__TASK DETAILS__
Set down exactly the entries below, beginning at their first line and ending at the line with "use marionette_drivers::remote::auth::DeviceAuthHeaders;".

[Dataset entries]
◇ ◇ ◇ ◇

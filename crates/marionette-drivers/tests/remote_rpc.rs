// Path: crates/marionette-drivers/tests/remote_rpc.rs

use marionette_api::Operator;
use marionette_drivers::remote::auth::DeviceAuthHeaders;
use marionette_drivers::remote::session::{HttpSandboxAllocator, ResourceKind, SessionManager};
use marionette_drivers::{SandboxOperator, SubscriptionOperator};
use marionette_types::app::{ExecuteContext, ExecuteOutcome, ParsedAction, Platform};
use marionette_types::config::{ActionConfig, SandboxConfig, SubscriptionConfig};
use marionette_types::error::OperatorError;
use serde_json::json;
use std::sync::Arc;
use wiremock::matchers::{body_partial_json, header, header_exists, method, path};
use wiremock::{Mock, MockServer, ResponseTemplate};

fn ok(result: serde_json::Value) -> ResponseTemplate {
    ResponseTemplate::new(200).set_body_json(json!({ "ResponseMetadata": {}, "Result": result }))
}

fn sandbox_config(server: &MockServer) -> SandboxConfig {
    SandboxConfig {
        base_url: format!("{}/vm", server.uri()),
        allocation_url: format!("{}/alloc", server.uri()),
        device_id: "dev-1".into(),
        token: Some("secret".into()),
        platform: Platform::Windows,
        lease_secs: 600,
        request_timeout_secs: 5,
    }
}

fn subscription_config(server: &MockServer) -> SubscriptionConfig {
    SubscriptionConfig {
        instance_url: format!("{}/instance", server.uri()),
        token: Some("raw-token".into()),
        platform: Platform::Windows,
        request_timeout_secs: 5,
    }
}

async fn sandbox_operator(server: &MockServer) -> (SandboxOperator, Arc<SessionManager>) {
    let config = sandbox_config(server);
    let auth = Arc::new(DeviceAuthHeaders::from_config(&config).unwrap());
    let allocator = HttpSandboxAllocator::new(&config, auth.clone()).unwrap();
    let session = Arc::new(SessionManager::new(Arc::new(allocator)));
    let op = SandboxOperator::connect(&config, ActionConfig::default(), session.clone(), auth)
        .await
        .unwrap();
    (op, session)
}

async fn mount_allocation(server: &MockServer) {
    Mock::given(method("POST"))
        .and(path("/alloc/AllocateResource"))
        .and(body_partial_json(json!({ "ResourceType": "computer" })))
        .respond_with(ok(json!({ "InstanceId": "i-42", "LeaseSeconds": 600 })))
        .expect(1)
        .mount(server)
        .await;
}

#[tokio::test]
async fn sandbox_click_posts_authenticated_verb() {
    let server = MockServer::start().await;
    mount_allocation(&server).await;
    Mock::given(method("POST"))
        .and(path("/vm/ClickMouse"))
        .and(header("X-Device-Id", "dev-1"))
        .and(header("Authorization", "Bearer secret"))
        .and(header_exists("X-Timestamp"))
        .and(body_partial_json(json!({
            "InstanceId": "i-42",
            "PositionX": 500,
            "PositionY": 400,
            "Button": "left",
            "Press": true,
            "Release": true
        })))
        .respond_with(ok(json!({})))
        .expect(1)
        .mount(&server)
        .await;

    let (op, _) = sandbox_operator(&server).await;
    assert_eq!(op.lease().instance_id, "i-42");

    let action = ParsedAction::new("click").with_input("start_box", "[0.4,0.4,0.6,0.6]");
    let outcome = op
        .execute(&action, &ExecuteContext::new(1000, 800, 1.0))
        .await
        .unwrap();
    assert_eq!(outcome, ExecuteOutcome::Completed);
}

#[tokio::test]
async fn sandbox_partial_drag_sends_nothing() {
    let server = MockServer::start().await;
    mount_allocation(&server).await;
    Mock::given(method("POST"))
        .and(path("/vm/DragMouse"))
        .respond_with(ok(json!({})))
        .expect(0)
        .mount(&server)
        .await;

    let (op, _) = sandbox_operator(&server).await;
    let action = ParsedAction::new("drag").with_input("start_box", "[0.1,0.1,0.2,0.2]");
    let outcome = op
        .execute(&action, &ExecuteContext::new(1000, 800, 1.0))
        .await
        .unwrap();
    assert!(matches!(outcome, ExecuteOutcome::Skipped { .. }));
}

#[tokio::test]
async fn sandbox_screenshot_strips_data_url() {
    let server = MockServer::start().await;
    mount_allocation(&server).await;
    Mock::given(method("POST"))
        .and(path("/vm/GetScreenSize"))
        .respond_with(ok(json!({ "Width": 1280, "Height": 720 })))
        .mount(&server)
        .await;
    Mock::given(method("POST"))
        .and(path("/vm/TakeScreenshot"))
        .respond_with(ok(json!({ "Screenshot": "data:image/jpeg;base64,/9j/4AAQ" })))
        .mount(&server)
        .await;

    let (op, _) = sandbox_operator(&server).await;
    let shot = op.screenshot().await.unwrap();
    assert_eq!(shot.base64_image, "/9j/4AAQ");
    assert_eq!(shot.geometry.physical_size.width, 1280);
    assert_eq!(shot.geometry.logical_size, shot.geometry.physical_size);
    assert_eq!(shot.scale_factor, 1.0);
}

#[tokio::test]
async fn sandbox_rpc_error_envelope_propagates() {
    let server = MockServer::start().await;
    mount_allocation(&server).await;
    Mock::given(method("POST"))
        .and(path("/vm/PressKey"))
        .respond_with(ResponseTemplate::new(200).set_body_json(json!({
            "ResponseMetadata": { "Error": { "Code": "InstanceNotReady", "Message": "booting" } }
        })))
        .mount(&server)
        .await;

    let (op, _) = sandbox_operator(&server).await;
    let action = ParsedAction::new("hotkey").with_input("key", "ctrl c");
    let err = op
        .execute(&action, &ExecuteContext::new(1000, 800, 1.0))
        .await
        .unwrap_err();
    assert_eq!(
        err,
        OperatorError::Rpc {
            verb: "PressKey".into(),
            code: "InstanceNotReady".into(),
            message: "booting".into(),
        }
    );
}

#[tokio::test]
async fn sandbox_teardown_releases_lease() {
    let server = MockServer::start().await;
    mount_allocation(&server).await;
    Mock::given(method("POST"))
        .and(path("/alloc/ReleaseResource"))
        .and(body_partial_json(json!({ "InstanceId": "i-42" })))
        .respond_with(ok(json!({})))
        .expect(1)
        .mount(&server)
        .await;

    let (op, session) = sandbox_operator(&server).await;
    op.teardown().await.unwrap();
    assert!(session.current(ResourceKind::Computer).await.is_none());
}

#[tokio::test]
async fn subscription_envelope_carries_action_and_version() {
    let server = MockServer::start().await;
    Mock::given(method("POST"))
        .and(path("/instance"))
        .and(header("Authorization", "raw-token"))
        .and(body_partial_json(json!({
            "Action": "Scroll",
            "Version": "2020-04-01",
            "PositionX": 500,
            "PositionY": 400,
            "Direction": "down"
        })))
        .respond_with(ok(json!({})))
        .expect(1)
        .mount(&server)
        .await;

    let op = SubscriptionOperator::new(&subscription_config(&server), ActionConfig::default())
        .unwrap();
    let action = ParsedAction::new("scroll")
        .with_input("start_box", "[0.5,0.5,0.5,0.5]")
        .with_input("direction", "down");
    let outcome = op
        .execute(&action, &ExecuteContext::new(1000, 800, 1.0))
        .await
        .unwrap();
    assert_eq!(outcome, ExecuteOutcome::Completed);
}

#[tokio::test]
async fn subscription_sentinel_makes_no_call() {
    let server = MockServer::start().await;
    Mock::given(method("POST"))
        .respond_with(ok(json!({})))
        .expect(0)
        .mount(&server)
        .await;

    let op = SubscriptionOperator::new(&subscription_config(&server), ActionConfig::default())
        .unwrap();
    for kind in ["finished", "call_user"] {
        let outcome = op
            .execute(&ParsedAction::new(kind), &ExecuteContext::new(1000, 800, 1.0))
            .await
            .unwrap();
        assert!(outcome.is_end());
    }
}

#[tokio::test]
async fn subscription_http_failure_is_rpc_error() {
    let server = MockServer::start().await;
    Mock::given(method("POST"))
        .respond_with(ResponseTemplate::new(503).set_body_string("unavailable"))
        .mount(&server)
        .await;

    let op = SubscriptionOperator::new(&subscription_config(&server), ActionConfig::default())
        .unwrap();
    let action = ParsedAction::new("type").with_input("content", "hi");
    let err = op
        .execute(&action, &ExecuteContext::new(1000, 800, 1.0))
        .await
        .unwrap_err();
    assert!(matches!(err, OperatorError::Rpc { ref code, .. } if code == "503"));
}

◇ ◇ ◇ ◇

__RESULT OF THIS EXERCISE__
filename crates/marionette-drivers/tests/remote_rpc.rs
// Path: crates/marionette-drivers/tests/remote_rpc.rs

use marionette_api::Operator;
use marionette_drivers::remote::auth::DeviceAuthHeaders;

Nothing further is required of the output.